Member of the Flemish Council
- In office 21 October 1980 – 12 December 1987

Member of the Cultural Council for the Dutch Cultural Community [nl]
- In office 4 April 1974 – 20 October 1980

Member of the Senate of Belgium
- In office 10 March 1974 – 12 December 1987

Member of the Provincial Council of East Flanders
- In office 1965–1974

Personal details
- Born: 14 August 1924 Ghent, Belgium
- Died: 1 November 2022 (aged 98) Gentbrugge, Belgium
- Party: VU
- Education: Sint-Lucasinstituut [nl]

= Oswald Van Ooteghem =

Belgian politician (1924–2022)

Oswald Van Ooteghem (14 August 1924 – 1 November 2022) was a Belgian politician.

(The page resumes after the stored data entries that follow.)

//! Simulated market-data engine.
//!
//! The engine keeps a fixed universe of instruments, advances their prices with a
//! bounded random walk on a jittered background tick, evaluates edge-triggered alert
//! rules, and publishes an immutable snapshot plus the tick's alerts to every
//! subscriber.
//!
//! Building blocks:
//! - `model` — the ticker registry, the price feed and the alert book.
//! - `analytics` — top movers and the aggregate market summary.
//! - `subscription` — callback registry, panic-isolated fan-out, channel subscribers.
//! - `engine` — `Engine`, the scheduler and public surface tying it together.
//! - `random` — the injectable `RandomSource` and its `rand`-backed adapter.
//! - `config` — `EngineConfig` tick window and movement alerts.
//!
//! ```no_run
//! use std::time::Duration;
//! use market_common::TickerSpec;
//! use market_engine::{Engine, RngSource};
//!
//! let universe = vec![TickerSpec::new("AAPL", 100.0, 0.1)];
//! let engine = Engine::new(
//!     &universe,
//!     Duration::from_secs(2),
//!     Duration::from_secs(5),
//!     RngSource::from_entropy(),
//! )?;
//! engine.set_alert_rule("AAPL", Some(120.0), None)?;
//! let subscription = engine.subscribe(|snapshot, alerts| {
//!     println!("tick {}: {} alerts", snapshot.sequence(), alerts.len());
//! });
//! engine.start()?;
//! # subscription.unsubscribe();
//! # Ok::<(), market_common::FeedError>(())
//! ```
#![warn(missing_docs)]
use std::sync::{Mutex, MutexGuard, PoisonError};

pub mod analytics;
pub mod config;
pub mod engine;
pub mod model;
pub mod random;
pub mod subscription;

pub use config::EngineConfig;
pub use engine::{Engine, EngineState};
pub use model::alert_book::AlertRule;
pub use random::{RandomSource, RngSource, ScriptedSource};
pub use subscription::{Subscription, TickUpdate};

/// Lock a mutex, recovering the data if a previous holder panicked.
///
/// Every critical section in the engine leaves its data consistent before any call
/// that could panic, so a poisoned lock still guards valid state.
pub(crate) fn lock<T>(mutex: &Mutex<T>) -> MutexGuard<'_, T> {
    mutex.lock().unwrap_or_else(PoisonError::into_inner)
}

His father, Herman Van Ooteghem, was a military leader in the far-right Vlaamsch Nationaal Verbond which collaborated with Nazi Germany during World War II. Oswald Van Ooteghem himself interrupted his architecture studies in 1941 to join the Flemish Legion, which fought alongside the Waffen-SS on the Eastern Front. After the war, he became a prominent member of the Sint-Maartensfonds, an association that defended the interests of former Nazi collaborators. Van Ooteghem also became a member of the People's Union. In this capacity, he served in the Senate from 1974 to 1987 and in the Flemish Council from 1980 to 1987. In 1977, he was a founding member of the pro-Apartheid "friendship association" Protea.

Van Ooteghem died in Gentbrugge on 1 November 2022, at the age of 98.